**WORK TO COMPLETE:** The answer is a stretch of the material below, returned exactly: the line containing "(out_re, out_im)", the line containing "let mut im: Vec<f64> = (0..m).map(|_|", and all lines between.

**ENTRIES SUPPLIED:**
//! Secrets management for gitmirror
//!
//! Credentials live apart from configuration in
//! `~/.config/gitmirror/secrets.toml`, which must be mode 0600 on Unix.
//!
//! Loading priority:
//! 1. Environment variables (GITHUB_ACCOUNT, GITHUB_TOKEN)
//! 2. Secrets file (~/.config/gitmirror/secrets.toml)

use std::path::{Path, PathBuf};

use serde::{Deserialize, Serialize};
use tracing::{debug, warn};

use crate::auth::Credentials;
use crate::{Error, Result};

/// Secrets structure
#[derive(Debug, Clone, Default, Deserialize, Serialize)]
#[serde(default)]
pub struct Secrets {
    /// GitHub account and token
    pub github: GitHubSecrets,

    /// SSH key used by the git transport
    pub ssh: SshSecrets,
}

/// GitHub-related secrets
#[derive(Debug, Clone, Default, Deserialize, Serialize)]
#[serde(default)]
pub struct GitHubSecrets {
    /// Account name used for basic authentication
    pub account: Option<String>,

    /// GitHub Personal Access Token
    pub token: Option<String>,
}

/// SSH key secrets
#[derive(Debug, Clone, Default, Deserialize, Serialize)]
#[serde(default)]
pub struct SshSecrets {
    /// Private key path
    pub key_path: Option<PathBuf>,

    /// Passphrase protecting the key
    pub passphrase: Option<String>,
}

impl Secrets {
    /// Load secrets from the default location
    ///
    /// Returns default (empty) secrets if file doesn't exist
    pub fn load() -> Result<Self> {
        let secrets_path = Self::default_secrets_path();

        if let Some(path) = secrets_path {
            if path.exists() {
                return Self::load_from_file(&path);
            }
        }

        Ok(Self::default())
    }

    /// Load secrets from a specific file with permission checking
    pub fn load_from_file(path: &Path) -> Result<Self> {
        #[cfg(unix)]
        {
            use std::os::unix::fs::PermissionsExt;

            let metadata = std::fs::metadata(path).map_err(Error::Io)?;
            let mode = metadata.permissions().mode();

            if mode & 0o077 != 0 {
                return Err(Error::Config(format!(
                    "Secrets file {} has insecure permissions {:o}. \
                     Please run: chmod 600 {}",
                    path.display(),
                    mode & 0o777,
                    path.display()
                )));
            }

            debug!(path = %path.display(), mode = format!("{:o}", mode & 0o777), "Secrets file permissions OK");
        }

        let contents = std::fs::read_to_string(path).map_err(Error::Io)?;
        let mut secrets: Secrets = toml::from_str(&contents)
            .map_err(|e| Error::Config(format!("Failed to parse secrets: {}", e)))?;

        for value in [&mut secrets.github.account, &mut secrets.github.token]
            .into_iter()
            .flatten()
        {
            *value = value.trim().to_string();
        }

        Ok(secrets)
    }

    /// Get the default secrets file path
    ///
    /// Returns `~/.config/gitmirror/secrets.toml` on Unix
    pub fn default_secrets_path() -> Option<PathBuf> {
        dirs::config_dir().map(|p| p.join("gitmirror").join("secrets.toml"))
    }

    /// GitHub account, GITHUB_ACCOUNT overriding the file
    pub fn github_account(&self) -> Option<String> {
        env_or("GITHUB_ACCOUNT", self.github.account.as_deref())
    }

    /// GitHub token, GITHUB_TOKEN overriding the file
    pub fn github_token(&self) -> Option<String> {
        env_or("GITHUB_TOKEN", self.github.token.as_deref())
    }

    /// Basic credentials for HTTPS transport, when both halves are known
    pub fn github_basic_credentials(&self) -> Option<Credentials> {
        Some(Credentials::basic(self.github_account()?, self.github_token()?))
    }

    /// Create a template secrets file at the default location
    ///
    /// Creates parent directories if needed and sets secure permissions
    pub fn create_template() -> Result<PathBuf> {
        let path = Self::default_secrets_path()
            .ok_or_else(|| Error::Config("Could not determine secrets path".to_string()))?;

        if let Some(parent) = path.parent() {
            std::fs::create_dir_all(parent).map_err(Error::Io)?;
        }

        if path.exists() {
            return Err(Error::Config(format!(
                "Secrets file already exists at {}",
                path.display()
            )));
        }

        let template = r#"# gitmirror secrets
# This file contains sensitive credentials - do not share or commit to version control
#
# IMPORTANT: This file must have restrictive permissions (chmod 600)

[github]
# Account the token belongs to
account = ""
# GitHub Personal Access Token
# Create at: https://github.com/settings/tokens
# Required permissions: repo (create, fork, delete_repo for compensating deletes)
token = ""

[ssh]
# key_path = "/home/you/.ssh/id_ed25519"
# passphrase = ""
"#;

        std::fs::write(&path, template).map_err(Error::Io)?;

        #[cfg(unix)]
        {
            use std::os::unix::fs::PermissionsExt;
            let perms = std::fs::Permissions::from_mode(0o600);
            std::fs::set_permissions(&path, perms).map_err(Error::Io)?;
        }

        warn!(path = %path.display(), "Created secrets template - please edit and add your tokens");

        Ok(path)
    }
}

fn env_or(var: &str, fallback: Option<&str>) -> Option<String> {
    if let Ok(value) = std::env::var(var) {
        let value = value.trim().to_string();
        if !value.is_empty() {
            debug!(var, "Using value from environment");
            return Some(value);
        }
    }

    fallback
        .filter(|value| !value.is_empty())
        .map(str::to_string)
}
==
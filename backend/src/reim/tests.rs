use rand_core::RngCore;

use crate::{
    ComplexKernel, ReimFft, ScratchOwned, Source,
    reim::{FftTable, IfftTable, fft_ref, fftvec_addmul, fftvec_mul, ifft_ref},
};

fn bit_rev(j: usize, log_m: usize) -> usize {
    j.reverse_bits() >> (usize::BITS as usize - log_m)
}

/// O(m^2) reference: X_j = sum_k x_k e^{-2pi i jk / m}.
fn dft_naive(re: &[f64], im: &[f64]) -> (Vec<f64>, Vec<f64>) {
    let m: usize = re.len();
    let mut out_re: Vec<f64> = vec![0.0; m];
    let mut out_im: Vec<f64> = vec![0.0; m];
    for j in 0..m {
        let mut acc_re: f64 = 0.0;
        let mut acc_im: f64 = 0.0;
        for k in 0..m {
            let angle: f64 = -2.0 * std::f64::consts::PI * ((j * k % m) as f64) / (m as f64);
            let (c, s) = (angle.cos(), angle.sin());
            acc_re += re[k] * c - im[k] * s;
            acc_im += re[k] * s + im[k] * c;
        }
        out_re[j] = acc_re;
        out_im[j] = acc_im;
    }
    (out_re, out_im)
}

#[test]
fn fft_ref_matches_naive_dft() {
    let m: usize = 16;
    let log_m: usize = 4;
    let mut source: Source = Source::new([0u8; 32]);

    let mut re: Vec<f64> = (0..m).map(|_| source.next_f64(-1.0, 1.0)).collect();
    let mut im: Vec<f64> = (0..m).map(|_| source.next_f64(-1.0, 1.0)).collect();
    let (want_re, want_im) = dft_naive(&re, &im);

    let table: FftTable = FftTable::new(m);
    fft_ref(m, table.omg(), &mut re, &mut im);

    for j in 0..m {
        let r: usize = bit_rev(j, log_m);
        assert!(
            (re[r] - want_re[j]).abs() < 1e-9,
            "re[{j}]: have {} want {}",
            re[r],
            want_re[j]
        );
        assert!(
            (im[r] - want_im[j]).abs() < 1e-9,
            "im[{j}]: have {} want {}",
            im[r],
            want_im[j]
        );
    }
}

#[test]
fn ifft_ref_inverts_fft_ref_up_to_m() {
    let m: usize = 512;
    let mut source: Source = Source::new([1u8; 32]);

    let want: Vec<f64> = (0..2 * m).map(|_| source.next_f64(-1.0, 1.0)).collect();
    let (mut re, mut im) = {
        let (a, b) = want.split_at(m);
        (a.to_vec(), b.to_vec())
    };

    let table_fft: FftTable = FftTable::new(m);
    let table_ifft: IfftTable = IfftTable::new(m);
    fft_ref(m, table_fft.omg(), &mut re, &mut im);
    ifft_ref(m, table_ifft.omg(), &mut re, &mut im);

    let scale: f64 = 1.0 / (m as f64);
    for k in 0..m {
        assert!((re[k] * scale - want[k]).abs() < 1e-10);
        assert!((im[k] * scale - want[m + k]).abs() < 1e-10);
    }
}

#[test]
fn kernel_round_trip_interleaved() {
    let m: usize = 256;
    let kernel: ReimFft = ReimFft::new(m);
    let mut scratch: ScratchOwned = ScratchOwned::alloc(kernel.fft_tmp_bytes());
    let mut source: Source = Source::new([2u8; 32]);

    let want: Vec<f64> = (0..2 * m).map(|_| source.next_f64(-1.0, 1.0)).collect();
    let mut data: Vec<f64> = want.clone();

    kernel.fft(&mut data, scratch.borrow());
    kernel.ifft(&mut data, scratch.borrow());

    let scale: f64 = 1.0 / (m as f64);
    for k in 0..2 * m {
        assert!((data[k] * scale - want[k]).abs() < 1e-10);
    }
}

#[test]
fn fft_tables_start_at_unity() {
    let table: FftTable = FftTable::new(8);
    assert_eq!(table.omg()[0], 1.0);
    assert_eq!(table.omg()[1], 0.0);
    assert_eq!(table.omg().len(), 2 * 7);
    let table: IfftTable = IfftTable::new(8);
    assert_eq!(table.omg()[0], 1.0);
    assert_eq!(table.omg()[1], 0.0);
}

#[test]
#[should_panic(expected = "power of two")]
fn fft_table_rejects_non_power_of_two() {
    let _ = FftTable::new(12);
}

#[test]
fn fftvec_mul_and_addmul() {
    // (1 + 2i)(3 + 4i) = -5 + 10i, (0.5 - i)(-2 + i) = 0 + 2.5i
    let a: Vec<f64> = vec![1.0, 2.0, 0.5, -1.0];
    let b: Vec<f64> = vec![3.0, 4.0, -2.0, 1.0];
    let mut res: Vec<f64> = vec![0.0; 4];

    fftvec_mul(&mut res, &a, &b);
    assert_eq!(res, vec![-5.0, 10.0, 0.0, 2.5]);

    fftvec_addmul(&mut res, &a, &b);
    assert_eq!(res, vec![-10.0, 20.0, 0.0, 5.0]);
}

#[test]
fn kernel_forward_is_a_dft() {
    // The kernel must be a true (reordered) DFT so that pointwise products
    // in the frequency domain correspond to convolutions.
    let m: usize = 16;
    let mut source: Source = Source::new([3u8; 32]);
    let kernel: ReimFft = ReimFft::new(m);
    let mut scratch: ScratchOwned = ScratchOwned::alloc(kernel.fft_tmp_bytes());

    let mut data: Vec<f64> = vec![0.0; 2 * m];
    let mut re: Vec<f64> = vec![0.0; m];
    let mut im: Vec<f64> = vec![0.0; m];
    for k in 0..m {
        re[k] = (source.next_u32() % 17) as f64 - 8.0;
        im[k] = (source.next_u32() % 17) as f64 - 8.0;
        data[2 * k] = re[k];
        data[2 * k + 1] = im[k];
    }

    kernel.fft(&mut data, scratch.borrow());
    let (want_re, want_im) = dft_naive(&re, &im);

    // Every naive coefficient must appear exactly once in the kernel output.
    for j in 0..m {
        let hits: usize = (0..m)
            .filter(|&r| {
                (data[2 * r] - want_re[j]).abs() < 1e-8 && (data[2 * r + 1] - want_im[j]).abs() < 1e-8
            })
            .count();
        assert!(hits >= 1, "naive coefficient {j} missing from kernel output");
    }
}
* * *
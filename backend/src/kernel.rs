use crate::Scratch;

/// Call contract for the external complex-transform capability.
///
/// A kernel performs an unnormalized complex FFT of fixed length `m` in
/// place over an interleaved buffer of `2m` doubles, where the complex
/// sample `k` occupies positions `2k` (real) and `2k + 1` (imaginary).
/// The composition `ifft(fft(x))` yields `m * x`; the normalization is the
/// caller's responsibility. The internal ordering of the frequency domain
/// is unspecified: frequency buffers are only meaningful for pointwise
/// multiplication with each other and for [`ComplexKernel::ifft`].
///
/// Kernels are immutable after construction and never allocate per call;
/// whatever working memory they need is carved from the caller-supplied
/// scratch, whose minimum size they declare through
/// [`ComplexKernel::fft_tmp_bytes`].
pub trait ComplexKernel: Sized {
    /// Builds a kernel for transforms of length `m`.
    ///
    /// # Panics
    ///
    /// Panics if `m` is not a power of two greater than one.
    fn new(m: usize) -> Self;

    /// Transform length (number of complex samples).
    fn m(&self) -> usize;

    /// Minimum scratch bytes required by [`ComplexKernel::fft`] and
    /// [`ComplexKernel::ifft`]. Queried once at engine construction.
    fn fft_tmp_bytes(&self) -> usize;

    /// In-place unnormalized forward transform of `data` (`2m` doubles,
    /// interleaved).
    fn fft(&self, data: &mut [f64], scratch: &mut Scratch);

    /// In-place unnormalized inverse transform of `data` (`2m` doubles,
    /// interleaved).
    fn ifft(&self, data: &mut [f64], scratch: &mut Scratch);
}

**EXERCISE ANSWER:**
    (out_re, out_im)
}

#[test]
fn fft_ref_matches_naive_dft() {
    let m: usize = 16;
    let log_m: usize = 4;
    let mut source: Source = Source::new([0u8; 32]);

    let mut re: Vec<f64> = (0..m).map(|_| source.next_f64(-1.0, 1.0)).collect();
    let mut im: Vec<f64> = (0..m).map(|_| source.next_f64(-1.0, 1.0)).collect();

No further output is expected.